After detecting a fault on a peer, BFD immediately instructs the PIM module to trigger a new Designated router (DR) election rather than waits until the neighbor relationship times out. This minimizes the multicast data interruptions and improves the reliability of multicast data transmission.
Point-to-multipoint (P2MP) traffic engineering (TE) is a promising solution to multicast service transmission. P2MP TE helps carriers provide high TE capabilities and increased reliability on an IP/MPLS backbone network and reduce network operational expenditure (OPEX).
This section describes how to configure multicast source cloning-based PIM fast reroute (FRR) to provide E2E node and link protection for multicast services.
If you want to authenticate sent and received IPv4 PIM messages, configure IPv4 PIM IP Security (IPsec). IPv4 PIM IPsec protects a device against attacks launched using forged IPv4 PIM messages.

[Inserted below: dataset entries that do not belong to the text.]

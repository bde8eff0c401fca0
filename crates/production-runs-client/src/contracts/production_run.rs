//! Production run record
//!
//! The server owns the schema. Known fields are typed for convenience and
//! anything else is kept in `extra` so records survive a read/write cycle.

use serde::{Deserialize, Serialize};
use std::collections::BTreeMap;

/// Status value marking a run whose instances are still being produced
pub const STATUS_IN_PROGRESS: &str = "In Progress";

/// A production run as exchanged with the server
#[derive(Debug, Clone, PartialEq, Default, Serialize, Deserialize)]
#[serde(rename_all = "camelCase")]
pub struct ProductionRun {
    /// Server-assigned identifier (absent before creation)
    #[serde(skip_serializing_if = "Option::is_none")]
    pub id: Option<serde_json::Value>,

    #[serde(skip_serializing_if = "Option::is_none")]
    pub run_code: Option<String>,

    #[serde(skip_serializing_if = "Option::is_none")]
    pub product_code: Option<String>,

    /// Number of instances in the run
    #[serde(skip_serializing_if = "Option::is_none")]
    pub volume: Option<u64>,

    #[serde(skip_serializing_if = "Option::is_none")]
    pub status: Option<String>,

    /// Fields not modelled above, passed through untouched
    #[serde(flatten)]
    pub extra: BTreeMap<String, serde_json::Value>,
}

impl ProductionRun {
    /// Create an empty run for the given product
    pub fn new(run_code: impl Into<String>, product_code: impl Into<String>) -> Self {
        Self {
            run_code: Some(run_code.into()),
            product_code: Some(product_code.into()),
            ..Default::default()
        }
    }

    pub fn with_volume(mut self, volume: u64) -> Self {
        self.volume = Some(volume);
        self
    }

    pub fn with_status(mut self, status: impl Into<String>) -> Self {
        self.status = Some(status.into());
        self
    }

    /// Add a field the typed view does not model
    pub fn with_field(mut self, key: impl Into<String>, value: serde_json::Value) -> Self {
        self.extra.insert(key.into(), value);
        self
    }

    /// Identifier rendered for use in a request path
    pub fn id_string(&self) -> Option<String> {
        self.id.as_ref().map(|id| match id {
            serde_json::Value::String(s) => s.clone(),
            other => other.to_string(),
        })
    }

    pub fn is_in_progress(&self) -> bool {
        self.status.as_deref() == Some(STATUS_IN_PROGRESS)
    }
}
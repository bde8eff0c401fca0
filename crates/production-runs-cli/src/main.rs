//! Production runs CLI
//!
//! # Usage
//!
//! ```bash
//! # List every run
//! production-runs list
//!
//! # Show one run as JSON
//! production-runs get 42 --format json
//!
//! # Create a run from a YAML file against another server
//! production-runs --base-url http://runs.internal:9000/ create --file run.yaml
//! ```
//!
//! # Exit Codes
//!
//! - 0: Success
//! - 1: Request failed (network error or error status)
//! - 2: Run not found
//! - 3: Invalid input or configuration
//! - 10: Internal error

mod cli;

use clap::Parser;
use cli::RunsCli;

#[tokio::main]
async fn main() {
    let cli = RunsCli::parse();

    // Logs go to stderr so table/JSON output stays clean
    tracing_subscriber::fmt()
        .with_env_filter(
            tracing_subscriber::EnvFilter::from_default_env()
                .add_directive(verbosity_level(cli.verbose).into()),
        )
        .with_target(false)
        .with_writer(std::io::stderr)
        .init();

    let exit_code = match cli::run(cli).await {
        Ok(code) => code,
        Err(e) => {
            eprintln!("Error: {}", e);
            e.exit_code()
        }
    };

    std::process::exit(i32::from(exit_code));
}

fn verbosity_level(verbose: u8) -> tracing::Level {
    match verbose {
        0 => tracing::Level::WARN,
        1 => tracing::Level::INFO,
        2 => tracing::Level::DEBUG,
        _ => tracing::Level::TRACE,
    }
}
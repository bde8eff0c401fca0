//! Production Runs Client
//!
//! Async HTTP binding for the `production-runs` resource collection.
//!
//! ## Operations
//!
//! | Method | Request | Returns |
//! |---|---|---|
//! | `list()` | `GET /production-runs` | raw response |
//! | `get(id)` | `GET /production-runs/{id}` | raw response |
//! | `post(run)` | `POST /production-runs` | raw response |
//!
//! `list_runs`, `get_run` and `create_run` decode the same responses into
//! [`ProductionRun`] values.
//!
//! ## Example
//!
//! ```rust,no_run
//! use production_runs_client::{ClientConfig, ProductionRun, ProductionRunsClient};
//!
//! #[tokio::main]
//! async fn main() -> Result<(), production_runs_client::ClientError> {
//!     let client = ProductionRunsClient::new(ClientConfig::new("http://localhost:9000/"))?;
//!
//!     let response = client.get(42).await?;
//!     println!("{} {}", response.status, response.text());
//!
//!     let created = client
//!         .create_run(&ProductionRun::new("RUN-001", "WIDGET").with_volume(100))
//!         .await?;
//!     println!("created {:?}", created.id_string());
//!     Ok(())
//! }
//! ```

pub mod client;
pub mod config;
pub mod contracts;
pub mod error;

pub use client::ProductionRunsClient;
pub use config::{ClientConfig, IdEncoding, DEFAULT_BASE_URL};
pub use contracts::{ProductionRun, RawResponse};
pub use error::{ClientError, Result};

/// Client version (from Cargo.toml)
pub const CLIENT_VERSION: &str = env!("CARGO_PKG_VERSION");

You can configure whitelist session-CAR for PIM to isolate bandwidth resources by session for PIM messages. This configuration prevents bandwidth preemption among PIM sessions in the case of a traffic burst.
Maintaining PIM involves querying statistics about the outbound interfaces of IPv4 PIM SM entries, clearing PIM statistics, monitoring PIM running status, and locating faults through PIM debugging information.